The Public Health Agency of Canada estimates that over 1 in 4 (26%) of Canadian adults have symptoms and risk factors that are associated with a high risk of having or developing OSA. However only 3% of Canadians have been diagnosed with the disorder.
A diagnosis is important because sleep apnea is linked to a host of health problems including diabetes, high blood pressure, heart disease and stroke. In addition, it can significantly impair daytime productivity and increase the risk of motor vehicle collisions.
So how do you know if you have obstructive sleep apnea? Let’s start with the obvious symptoms: The most common symptom of sleep apnea is loud snoring, especially when it is followed by a silent pause. Those suffering from the disorder may also experience gasping or choking during sleep, daytime sleepiness, irritability and morning headaches.

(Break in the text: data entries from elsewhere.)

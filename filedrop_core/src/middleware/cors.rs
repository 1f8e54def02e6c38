//! CORS (Cross-Origin Resource Sharing) middleware configuration

use axum::http::{HeaderName, HeaderValue, Method};
use tower_http::cors::{Any, CorsLayer};

use crate::config::CorsConfig;

/// Any origin when `allowed_origins` is empty, otherwise only the listed ones.
pub fn cors_layer_from_config(config: &CorsConfig) -> CorsLayer {
    let layer = CorsLayer::new()
        .allow_methods([Method::GET, Method::POST, Method::OPTIONS])
        .allow_headers([
            HeaderName::from_static("content-type"),
            HeaderName::from_static("accept"),
            HeaderName::from_static("x-requested-with"),
        ])
        .expose_headers([HeaderName::from_static("content-disposition")])
        .max_age(std::time::Duration::from_secs(3600));

    if config.allowed_origins.is_empty() {
        return layer.allow_origin(Any);
    }

    let origins: Vec<HeaderValue> = config
        .allowed_origins
        .iter()
        .filter_map(|origin| match origin.parse() {
            Ok(value) => Some(value),
            Err(_) => {
                tracing::warn!("Ignoring invalid CORS origin: {}", origin);
                None
            }
        })
        .collect();

    layer.allow_origin(origins)
}
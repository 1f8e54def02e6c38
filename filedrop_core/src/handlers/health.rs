//! Health check handler

use axum::{extract::State, response::IntoResponse, Json};
use tracing::{info, warn};

use crate::{models::ApiResponse, AppState};

pub async fn handle_health(State(state): State<AppState>) -> impl IntoResponse {
    info!("GET /health");

    let gateway = state.transfer_service.gateway();
    let mut health_info = serde_json::json!({
        "status": "healthy",
        "timestamp": chrono::Utc::now().timestamp(),
        "app": state.app_name,
        "version": state.version,
        "bucket": gateway.bucket(),
        "storage_backend": gateway.backend_name(),
        "open_channels": state.notification_hub.channel_count().await,
    });

    match gateway.list_names().await {
        Ok(names) => {
            health_info["storage_status"] = serde_json::Value::String("healthy".to_string());
            health_info["stored_files"] = serde_json::Value::from(names.len());
        }
        Err(e) => {
            warn!("Storage health check failed: {}", e);
            health_info["status"] = serde_json::Value::String("degraded".to_string());
            health_info["storage_status"] = serde_json::Value::String("unhealthy".to_string());
            health_info["storage_error"] = serde_json::Value::String(e.to_string());
        }
    }

    Json(ApiResponse::success(health_info))
}
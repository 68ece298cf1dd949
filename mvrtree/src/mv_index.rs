//! MultiVersionIndex trait definition.

use crate::disk_rtree::rtree_types::{DataId, IndexResult, IndexStatistics};
use crate::region::TemporalRegion;
use crate::visitor::{QueryStrategy, Visitor};

/// Represents a multi-version spatial index.
///
/// This trait is the contract a benchmark or application drives: inserting
/// time-stamped regions, range queries observed through a [`Visitor`], custom
/// walks driven by a [`QueryStrategy`] and statistics. Construction is left to
/// the implementing type since creating and reopening need different inputs.
pub trait MultiVersionIndex: std::fmt::Display {
    /// Inserts a data entry with the given payload, region and identifier.
    fn insert_data(&self, payload: &[u8], region: &TemporalRegion, id: DataId) -> IndexResult<()>;

    /// Reports every node loaded and every entry intersecting `query` to `visitor`.
    fn intersects_with_query(
        &self,
        query: &TemporalRegion,
        visitor: &mut dyn Visitor,
    ) -> IndexResult<()>;

    /// Walks the index starting at the root, as directed by `strategy`.
    /// An empty index never calls the strategy.
    fn query_strategy(&self, strategy: &mut dyn QueryStrategy) -> IndexResult<()>;

    /// Gets a snapshot of the index statistics.
    fn statistics(&self) -> IndexStatistics;

    /// Latest version stored, i.e. the largest `valid_to` ever inserted.
    fn latest_version(&self) -> u64;

    /// Gets the number of data entries.
    fn size(&self) -> u64;

    /// Closes this index, flushing all pending changes.
    fn close(&self) -> IndexResult<()>;
}
//! LRU page buffer sitting between the tree and its disk storage.
//!
//! Pages are loaded from disk only when first requested. Requests served from
//! memory count as buffer hits, the rest as misses (and disk reads). Dirty
//! pages are written back when they are evicted or when the buffer is flushed.

use std::collections::{HashMap, VecDeque};
use std::sync::atomic::{AtomicU64, Ordering};

use parking_lot::RwLock;

use super::rtree_storage::DiskStorage;
use super::rtree_types::{FileHeader, IndexResult, Node, PageId};

/// A cached page with its data and dirty flag
struct CachedPage {
    node: Node,
    dirty: bool,
}

/// LRU bookkeeping for cached pages.
struct PageCache {
    pages: HashMap<PageId, CachedPage>,
    /// LRU order (front = oldest, back = newest)
    lru_order: VecDeque<PageId>,
    max_pages: usize,
}

impl PageCache {
    fn new(max_pages: usize) -> Self {
        Self {
            pages: HashMap::new(),
            lru_order: VecDeque::new(),
            max_pages: max_pages.max(1),
        }
    }

    fn touch(&mut self, page_id: PageId) {
        self.lru_order.retain(|&id| id != page_id);
        self.lru_order.push_back(page_id);
    }

    fn get(&mut self, page_id: PageId) -> Option<&Node> {
        if self.pages.contains_key(&page_id) {
            self.touch(page_id);
            self.pages.get(&page_id).map(|cached| &cached.node)
        } else {
            None
        }
    }

    fn insert(&mut self, page_id: PageId, node: Node, dirty: bool) {
        self.touch(page_id);
        // A page that was dirty stays dirty until it is written back
        let dirty = dirty || self.pages.get(&page_id).is_some_and(|c| c.dirty);
        self.pages.insert(page_id, CachedPage { node, dirty });
    }

    fn needs_eviction(&self) -> bool {
        self.pages.len() >= self.max_pages
    }

    /// Least recently used page, left in place
    fn oldest(&self) -> Option<(PageId, &CachedPage)> {
        self.lru_order
            .iter()
            .find_map(|id| self.pages.get(id).map(|cached| (*id, cached)))
    }

    fn remove(&mut self, page_id: PageId) {
        self.lru_order.retain(|&id| id != page_id);
        self.pages.remove(&page_id);
    }

    fn dirty_pages(&self) -> Vec<PageId> {
        self.pages
            .iter()
            .filter(|(_, cached)| cached.dirty)
            .map(|(id, _)| *id)
            .collect()
    }

    fn len(&self) -> usize {
        self.pages.len()
    }

    fn contains(&self, page_id: PageId) -> bool {
        self.pages.contains_key(&page_id)
    }
}

/// Buffer access counters
struct BufferStatistics {
    hits: AtomicU64,
    misses: AtomicU64,
    reads: AtomicU64,
    writes: AtomicU64,
}

impl BufferStatistics {
    fn new() -> Self {
        Self {
            hits: AtomicU64::new(0),
            misses: AtomicU64::new(0),
            reads: AtomicU64::new(0),
            writes: AtomicU64::new(0),
        }
    }
}

/// Page buffer owning the [`DiskStorage`] it caches.
///
/// Dropping the buffer drops the storage after it, which gives the release
/// order tree, then buffer, then storage when the tree owns the buffer.
pub struct PageBuffer {
    cache: RwLock<PageCache>,
    stats: BufferStatistics,
    // declared last so the file outlives the cache
    storage: DiskStorage,
}

impl PageBuffer {
    /// Create a buffer holding at most `capacity_pages` pages in memory
    pub fn new(storage: DiskStorage, capacity_pages: usize) -> Self {
        Self {
            cache: RwLock::new(PageCache::new(capacity_pages)),
            stats: BufferStatistics::new(),
            storage,
        }
    }

    pub fn storage(&self) -> &DiskStorage {
        &self.storage
    }

    /// Read a node - first checks the cache, then loads from disk.
    pub fn read_node(&self, page_id: PageId) -> IndexResult<Node> {
        {
            let mut cache = self.cache.write();
            if let Some(node) = cache.get(page_id) {
                self.stats.hits.fetch_add(1, Ordering::Relaxed);
                return Ok(node.clone());
            }
        }

        self.stats.misses.fetch_add(1, Ordering::Relaxed);
        self.stats.reads.fetch_add(1, Ordering::Relaxed);

        let node = self.storage.read_page(page_id)?;
        self.cache_node(page_id, node.clone(), false)?;
        Ok(node)
    }

    /// Write a node to the buffer, marked dirty for a later write-back
    pub fn write_node(&self, page_id: PageId, node: Node) -> IndexResult<()> {
        self.cache_node(page_id, node, true)
    }

    /// Add a node to the cache, evicting (and writing back) old pages if full.
    fn cache_node(&self, page_id: PageId, node: Node, dirty: bool) -> IndexResult<()> {
        let mut cache = self.cache.write();

        if !cache.contains(page_id) {
            while cache.needs_eviction() {
                let evict_id = match cache.oldest() {
                    Some((evict_id, cached)) => {
                        // a dirty page leaves memory only once it is on disk
                        if cached.dirty {
                            self.storage.write_page(evict_id, &cached.node)?;
                            self.stats.writes.fetch_add(1, Ordering::Relaxed);
                        }
                        evict_id
                    }
                    None => break,
                };
                cache.remove(evict_id);
            }
        }

        cache.insert(page_id, node, dirty);
        Ok(())
    }

    pub fn read_header(&self) -> IndexResult<FileHeader> {
        self.storage.read_header()
    }

    pub fn write_header(&self, header: &FileHeader) -> IndexResult<()> {
        self.storage.write_header(header)
    }

    /// Write back all dirty pages and the header, then sync the file
    pub fn flush(&self, header: &FileHeader) -> IndexResult<()> {
        let mut cache = self.cache.write();
        for page_id in cache.dirty_pages() {
            if let Some(cached) = cache.pages.get_mut(&page_id) {
                self.storage.write_page(page_id, &cached.node)?;
                self.stats.writes.fetch_add(1, Ordering::Relaxed);
                cached.dirty = false;
            }
        }

        self.storage.write_header(header)?;
        self.storage.sync()
    }

    /// Requests served from memory
    pub fn hits(&self) -> u64 {
        self.stats.hits.load(Ordering::Relaxed)
    }

    pub fn misses(&self) -> u64 {
        self.stats.misses.load(Ordering::Relaxed)
    }

    /// Pages read from disk
    pub fn reads(&self) -> u64 {
        self.stats.reads.load(Ordering::Relaxed)
    }

    /// Pages written to disk
    pub fn writes(&self) -> u64 {
        self.stats.writes.load(Ordering::Relaxed)
    }

    pub fn cached_pages(&self) -> usize {
        self.cache.read().len()
    }
}
use serde::{Deserialize, Serialize};

/// Number of spatial dimensions handled by the index.
pub const DIMENSION: usize = 2;

/// A 2D rectangle paired with a closed validity interval `[valid_from, valid_to]`.
///
/// `TemporalRegion` is the key type of the multi-version R-Tree. Data entries
/// carry the region they were inserted with, internal nodes carry the union
/// of their children, and queries are expressed as a region as well: an entry
/// matches a query when the rectangles intersect and the intervals overlap.
///
/// # Examples
///
/// ```rust
/// use mvrtree::TemporalRegion;
///
/// let stored = TemporalRegion::new([0.0, 0.0], [1.0, 1.0], 3, 3);
/// let query = TemporalRegion::new([0.5, 0.5], [2.0, 2.0], 0, 5);
/// assert!(stored.intersects(&query));
/// ```
#[derive(Debug, Clone, Copy, PartialEq, Serialize, Deserialize)]
pub struct TemporalRegion {
    /// Lower corner, one coordinate per dimension
    pub low: [f64; DIMENSION],
    /// Upper corner, one coordinate per dimension
    pub high: [f64; DIMENSION],
    /// First version in which the region is valid
    pub valid_from: u64,
    /// Last version in which the region is valid (inclusive)
    pub valid_to: u64,
}

impl std::fmt::Display for TemporalRegion {
    fn fmt(&self, f: &mut std::fmt::Formatter<'_>) -> std::fmt::Result {
        write!(
            f,
            "TemporalRegion([{}, {}] -> [{}, {}], t = [{}, {}])",
            self.low[0], self.low[1], self.high[0], self.high[1], self.valid_from, self.valid_to
        )
    }
}

impl TemporalRegion {
    /// Creates a new region from its corners and validity interval.
    pub fn new(
        low: [f64; DIMENSION],
        high: [f64; DIMENSION],
        valid_from: u64,
        valid_to: u64,
    ) -> TemporalRegion {
        TemporalRegion {
            low,
            high,
            valid_from,
            valid_to,
        }
    }

    /// Checks if the region is well formed (low <= high, from <= to).
    pub fn is_valid(&self) -> bool {
        (0..DIMENSION).all(|i| self.low[i] <= self.high[i]) && self.valid_from <= self.valid_to
    }

    /// Checks spatial intersection and temporal overlap. Touching boundaries count.
    pub fn intersects(&self, other: &TemporalRegion) -> bool {
        self.intersects_space(other) && self.overlaps_time(other)
    }

    /// Checks only the rectangles.
    pub fn intersects_space(&self, other: &TemporalRegion) -> bool {
        (0..DIMENSION).all(|i| self.low[i] <= other.high[i] && self.high[i] >= other.low[i])
    }

    /// Checks only the validity intervals.
    pub fn overlaps_time(&self, other: &TemporalRegion) -> bool {
        self.valid_from <= other.valid_to && self.valid_to >= other.valid_from
    }

    /// Spatial area of the rectangle.
    pub fn area(&self) -> f64 {
        (0..DIMENSION)
            .map(|i| self.high[i] - self.low[i])
            .product()
    }

    /// Number of versions covered by the interval. A point in time spans 1.
    pub fn time_span(&self) -> u64 {
        self.valid_to.saturating_sub(self.valid_from).saturating_add(1)
    }

    /// Space-time volume used to rank insertion paths.
    pub fn volume(&self) -> f64 {
        self.area() * self.time_span() as f64
    }

    /// Volume growth needed to also cover `other`.
    pub fn enlargement(&self, other: &TemporalRegion) -> f64 {
        self.merge(other).volume() - self.volume()
    }

    /// Midpoint along a spatial axis.
    pub fn center(&self, axis: usize) -> f64 {
        (self.low[axis] + self.high[axis]) / 2.0
    }

    /// Smallest region covering both.
    pub fn merge(&self, other: &TemporalRegion) -> TemporalRegion {
        let mut merged = *self;
        merged.expand(other);
        merged
    }

    /// Grows this region in place to also cover `other`.
    pub fn expand(&mut self, other: &TemporalRegion) {
        for i in 0..DIMENSION {
            self.low[i] = self.low[i].min(other.low[i]);
            self.high[i] = self.high[i].max(other.high[i]);
        }
        self.valid_from = self.valid_from.min(other.valid_from);
        self.valid_to = self.valid_to.max(other.valid_to);
    }

    /// The identity element of `expand`.
    pub fn empty() -> Self {
        Self {
            low: [f64::INFINITY; DIMENSION],
            high: [f64::NEG_INFINITY; DIMENSION],
            valid_from: u64::MAX,
            valid_to: 0,
        }
    }

    pub fn is_empty(&self) -> bool {
        !self.is_valid()
    }
}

Aside from the symptoms, there are factors that can increase your risk of developing OSA:
- Obesity – Obese adults are 7 times more likely to develop OSA. Excess weight adds pressure on the upper airway tube, making the diameter smaller than it already is, and therefore making a blockage more likely.
- Neck Circumference – A neck circumference of more than 17 inches in men and 15 inches in women is associated with a higher risk of OSA. While obesity and neck circumference may go hand in hand, other individuals such as muscular athletes may also have a large neck circumference.
- Age – The risk of developing OSA increases with age. The tissue in the throat naturally softens as you get older, increasing the likelihood of a blockage.
- Alcohol & Smoking – Alcohol is a muscle relaxant, so consuming it close to bedtime can lead to an airway blockage, even in those who don’t normally exhibit any OSA symptoms. Smoking irritates the airway, causing it to swell. Smokers are 2.5 times more likely to have OSA.
- Gender – Men are more than twice as likely to develop OSA.
In addition to the medical treatments available to treat OSA, addressing some of the risk factors like losing weight, quitting smoking, or reducing alcohol intake can decrease your risk and help to eliminate symptoms.
All in all, if you think you’re at risk of developing OSA or if you experience any of the symptoms, talk to your doctor. They can refer you to a sleep clinic for further testing. Unfortunately, there are too many Canadians suffering from the disorder without a diagnosis and without treatment.